Use the official NVIDIA package repository or runfile. Ubuntu’s nvidia-driver-xxx packages typically lag upstream by one or two minor versions and often omit the CUDA toolkit, NCCL, and a matching libcudnn that AI workloads need. The distribution packages are fine for desktop graphics, but not for a training node where the full toolkit chain must be present and version-aligned.

Why does `torch.cuda.is_available()` return False even though `nvidia-smi` works?

A clean nvidia-smi only confirms the kernel module loaded and the driver is talking to the GPU; it says nothing about the CUDA runtime PyTorch will dlopen at import time. When nvidia-smi succeeds but torch.cuda.is_available() returns False, the runtime is the issue rather than the driver — usually a missing libcudart.so on the loader path or a CUDA toolkit version the wheel was not built against.

How does the NVIDIA Container Toolkit simplify driver management for Docker and Kubernetes nodes?

It collapses the compatibility surface to a single host-side variable: the driver version. The host needs only the NVIDIA kernel driver, while the CUDA toolkit, cuDNN, and framework all live inside the container image. Each image declares its minimum required driver, and the toolkit validates at launch — refusing to start with an explicit message rather than silently mis-computing on a host-installed mismatch.

What is the safest way to roll out GPU driver updates across a production cluster?
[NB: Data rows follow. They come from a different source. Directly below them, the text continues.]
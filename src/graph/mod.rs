//! Similarity graph engine: data model, connection index, tooltip
//! aggregation, force layout, interaction and render mapping.

pub mod aggregate;
pub mod index;
pub mod interaction;
pub mod layout;
pub mod render;
pub mod types;

pub use aggregate::{ConnectionSummary, ReasonGroup, summarize_edge, summarize_node};
pub use index::{ConnectionIndex, DropReason, DroppedEdge, KeptEdge, NodeConnection};
pub use interaction::{GraphEvent, InteractionController, PointerInput, ViewTransform};
pub use layout::{LayoutConfig, LayoutEngine, RunState, SimNode, TickReport};
pub use render::{Scene, SceneFocus, build_scene, resolve_connection_type};
pub use types::{
    ConnectionReason, ConnectionType, GraphData, GraphEdge, GraphFingerprint, GraphNode,
    MediaType, ReasonKind,
};
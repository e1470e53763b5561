use eframe::egui::{Vec2, vec2};

use super::SimNode;
use super::quadtree::QuadNode;

const DISTANCE_MIN_SQ: f32 = 1.0;
const COINCIDENT_SQ: f32 = 1e-12;

#[derive(Clone, Copy, Debug, PartialEq)]
pub struct SimLink {
    pub edge: usize,
    pub source: usize,
    pub target: usize,
    pub distance: f32,
    pub strength: f32,
    /// Share of the correction applied to the target; the lower-degree end
    /// moves more.
    pub bias: f32,
}

/// Deterministic stand-in for a random nudge when two points coincide.
fn jiggle(from: usize, to: usize) -> Vec2 {
    let angle = ((from as f32) * 0.618_034 + (to as f32) * 0.414_214) * std::f32::consts::TAU;
    vec2(angle.cos(), angle.sin()) * 1e-3
}

pub(super) fn apply_links(nodes: &mut [SimNode], links: &[SimLink], alpha: f32) {
    for link in links {
        let (source, target) = (link.source, link.target);
        if source >= nodes.len() || target >= nodes.len() || source == target {
            continue;
        }

        let mut delta = (nodes[target].pos + nodes[target].velocity)
            - (nodes[source].pos + nodes[source].velocity);
        if delta.length_sq() < COINCIDENT_SQ {
            delta = jiggle(source, target);
        }

        let length = delta.length();
        let shift = delta * ((length - link.distance) / length * alpha * link.strength);
        nodes[target].velocity -= shift * link.bias;
        nodes[source].velocity += shift * (1.0 - link.bias);
    }
}

fn charge_between(mut delta: Vec2, weight: f32, alpha: f32, jitter: Vec2) -> Vec2 {
    if delta.length_sq() < COINCIDENT_SQ {
        delta = jitter;
    }

    let mut distance_sq = delta.length_sq();
    if distance_sq < DISTANCE_MIN_SQ {
        distance_sq = (DISTANCE_MIN_SQ * distance_sq).sqrt();
    }
    delta * (weight * alpha / distance_sq)
}

/// Many-body velocity change for one point. `delta` points from the point
/// toward the charge, so a negative `strength` pushes it away.
pub(super) fn accumulate_charge_for_node(
    node: &QuadNode,
    index: usize,
    positions: &[Vec2],
    strength: f32,
    theta: f32,
    alpha: f32,
    velocity: &mut Vec2,
) {
    if node.mass <= 0.0 {
        return;
    }

    let point = positions[index];

    if node.is_leaf() {
        for &other_index in &node.indices {
            if other_index == index {
                continue;
            }
            *velocity += charge_between(
                positions[other_index] - point,
                strength,
                alpha,
                jiggle(index, other_index),
            );
        }
        return;
    }

    let delta = node.center_of_mass - point;
    let side = node.bounds.side_length();
    let can_approximate =
        !node.bounds.contains(point) && (side * side) < (theta * theta * delta.length_sq());

    if can_approximate {
        *velocity += charge_between(delta, strength * node.mass, alpha, jiggle(index, 0));
        return;
    }

    for child in node.children.iter().flatten() {
        accumulate_charge_for_node(child, index, positions, strength, theta, alpha, velocity);
    }
}

pub(super) fn apply_centering(nodes: &mut [SimNode], center: Vec2, strength: f32, alpha: f32) {
    for node in nodes {
        node.velocity += (center - node.pos) * (strength * alpha);
    }
}

fn resolve_overlap(
    from: usize,
    to: usize,
    positions: &[Vec2],
    radii: &[f32],
    strength: f32,
    deltas: &mut [Vec2],
) {
    let mut delta = positions[from] - positions[to];
    let reach = radii[from] + radii[to];
    let distance_sq = delta.length_sq();
    if distance_sq >= reach * reach {
        return;
    }

    if distance_sq < COINCIDENT_SQ {
        delta = jiggle(from, to);
    }
    let distance = delta.length();
    let push = delta * ((reach - distance) / distance * strength);

    let from_sq = radii[from] * radii[from];
    let to_sq = radii[to] * radii[to];
    let total = from_sq + to_sq;
    let share = if total > 0.0 { to_sq / total } else { 0.5 };

    deltas[from] += push * share;
    deltas[to] -= push * (1.0 - share);
}

/// Visits every pair of points whose collision circles can touch, pruning
/// cell pairs that are farther apart than their largest radii allow.
pub(super) fn accumulate_collision_pairs(
    node_a: &QuadNode,
    node_b: &QuadNode,
    same_node: bool,
    positions: &[Vec2],
    radii: &[f32],
    strength: f32,
    deltas: &mut [Vec2],
) {
    let reach = node_a.max_radius + node_b.max_radius;
    if node_a.bounds.distance_sq_to(node_b.bounds) > reach * reach {
        return;
    }

    if node_a.is_leaf() && node_b.is_leaf() {
        if same_node {
            for (offset, &from) in node_a.indices.iter().enumerate() {
                for &to in &node_a.indices[offset + 1..] {
                    resolve_overlap(from, to, positions, radii, strength, deltas);
                }
            }
        } else {
            for &from in &node_a.indices {
                for &to in &node_b.indices {
                    resolve_overlap(from, to, positions, radii, strength, deltas);
                }
            }
        }
        return;
    }

    if same_node {
        for first in 0..4 {
            let Some(child_a) = node_a.children[first].as_ref() else {
                continue;
            };

            accumulate_collision_pairs(child_a, child_a, true, positions, radii, strength, deltas);

            for second in (first + 1)..4 {
                let Some(child_b) = node_a.children[second].as_ref() else {
                    continue;
                };
                accumulate_collision_pairs(
                    child_a, child_b, false, positions, radii, strength, deltas,
                );
            }
        }
        return;
    }

    let split_a = if node_a.is_leaf() {
        false
    } else if node_b.is_leaf() {
        true
    } else {
        node_a.bounds.side_length() >= node_b.bounds.side_length()
    };

    if split_a {
        for child in node_a.children.iter().flatten() {
            accumulate_collision_pairs(child, node_b, false, positions, radii, strength, deltas);
        }
    } else {
        for child in node_b.children.iter().flatten() {
            accumulate_collision_pairs(node_a, child, false, positions, radii, strength, deltas);
        }
    }
}
use eframe::egui::{self, Rect, Ui, Vec2};

use crate::graph::{GraphEvent, PointerInput, summarize_edge, summarize_node};
use crate::util::format_similarity;

use super::super::GraphView;

/// Ends a press. egui may drop the position when the button goes up outside
/// the window, and may never report the release at all; a gesture still open
/// while the button is up is cancelled either way.
fn release_input(
    released: bool,
    button_down: bool,
    gesture_active: bool,
    pos: Option<Vec2>,
    time: f64,
) -> Option<PointerInput> {
    if released {
        return Some(match pos {
            Some(pos) => PointerInput::Released { pos, time },
            None => PointerInput::Cancelled,
        });
    }
    (gesture_active && !button_down).then_some(PointerInput::Cancelled)
}

/// Translates this frame's egui pointer state into controller input, in
/// coordinates relative to the top-left corner of `rect`.
pub(super) fn pointer_inputs(
    ui: &Ui,
    rect: Rect,
    response: &egui::Response,
    gesture_active: bool,
) -> Vec<PointerInput> {
    let origin = rect.min.to_vec2();
    let captured = response.hovered() || response.dragged();

    ui.input(|input| {
        let mut inputs = Vec::new();
        let time = input.time;
        let pointer = &input.pointer;

        if pointer.primary_pressed()
            && response.hovered()
            && let Some(pos) = pointer.interact_pos()
        {
            inputs.push(PointerInput::Pressed {
                pos: pos.to_vec2() - origin,
                time,
            });
        }

        match pointer.hover_pos() {
            Some(pos) if captured => inputs.push(PointerInput::Moved {
                pos: pos.to_vec2() - origin,
            }),
            _ => inputs.push(PointerInput::Left),
        }

        let last_pos = pointer.interact_pos().or(pointer.latest_pos());
        inputs.extend(release_input(
            pointer.primary_released(),
            pointer.primary_down(),
            gesture_active || pointer.primary_pressed(),
            last_pos.map(|pos| pos.to_vec2() - origin),
            time,
        ));

        if response.hovered()
            && let Some(pos) = pointer.hover_pos()
        {
            let delta = input.raw_scroll_delta.y;
            if delta.abs() > f32::EPSILON {
                inputs.push(PointerInput::Scrolled {
                    pos: pos.to_vec2() - origin,
                    delta,
                });
            }
        }

        inputs
    })
}

impl GraphView {
    pub(in crate::app) fn apply_graph_events(&mut self, events: Vec<GraphEvent>) {
        let mut recenter = None;
        for event in events {
            match event {
                GraphEvent::NodeClicked(node) => self.selected = Some(node),
                GraphEvent::NodeDoubleClicked(node) => {
                    recenter = self.data.nodes.get(node).map(|item| item.id.clone());
                }
            }
        }

        if let Some(id) = recenter {
            self.recenter_on(&id);
        }
    }

    /// Tooltip text for whatever the pointer is over, node first.
    pub(in crate::app) fn hover_lines(&self) -> Vec<String> {
        if let Some(node) = self.interaction.hovered_node() {
            let Some(item) = self.data.nodes.get(node) else {
                return Vec::new();
            };
            let summary = summarize_node(&self.index, node);
            let mut lines = vec![match item.year {
                Some(year) => format!("{} ({year})", item.title),
                None => item.title.clone(),
            }];
            lines.push(match summary.connection_count {
                1 => "1 connection".to_owned(),
                count => format!("{count} connections"),
            });
            lines.extend(summary.groups.iter().map(|group| group.summary_line()));
            return lines;
        }

        if let Some(edge_index) = self.interaction.hovered_edge() {
            let Some(edge) = self.data.edges.get(edge_index) else {
                return Vec::new();
            };
            let title = |id: &str| {
                self.index
                    .index_of(id)
                    .and_then(|index| self.data.nodes.get(index))
                    .map_or_else(|| id.to_owned(), |node| node.title.clone())
            };
            let summary = summarize_edge(edge);
            let mut lines = vec![
                format!("{} - {}", title(&edge.source), title(&edge.target)),
                format!("{} similar", format_similarity(edge.weight())),
            ];
            lines.extend(summary.groups.iter().map(|group| group.summary_line()));
            return lines;
        }

        Vec::new()
    }
}

#[cfg(test)]
mod tests {
    use super::*;
    use eframe::egui::vec2;

    #[test]
    fn release_keeps_its_position_when_known() {
        assert_eq!(
            release_input(true, false, true, Some(vec2(4.0, 5.0)), 2.0),
            Some(PointerInput::Released {
                pos: vec2(4.0, 5.0),
                time: 2.0
            })
        );
    }

    #[test]
    fn release_without_position_cancels() {
        assert_eq!(
            release_input(true, false, true, None, 2.0),
            Some(PointerInput::Cancelled)
        );
    }

    #[test]
    fn lost_release_cancels_an_open_gesture() {
        assert_eq!(
            release_input(false, false, true, None, 2.0),
            Some(PointerInput::Cancelled)
        );
        assert_eq!(release_input(false, true, true, None, 2.0), None);
        assert_eq!(release_input(false, false, false, None, 2.0), None);
    }
}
Pin the driver to a known package version and roll updates one node at a time, gated by a smoke test. We launch a known PyTorch container, run a short inference job, and confirm throughput is within an expected band before advancing to the next node. This rolling strategy keeps most GPU capacity available during maintenance windows and catches a regression on one node before it reaches the rest.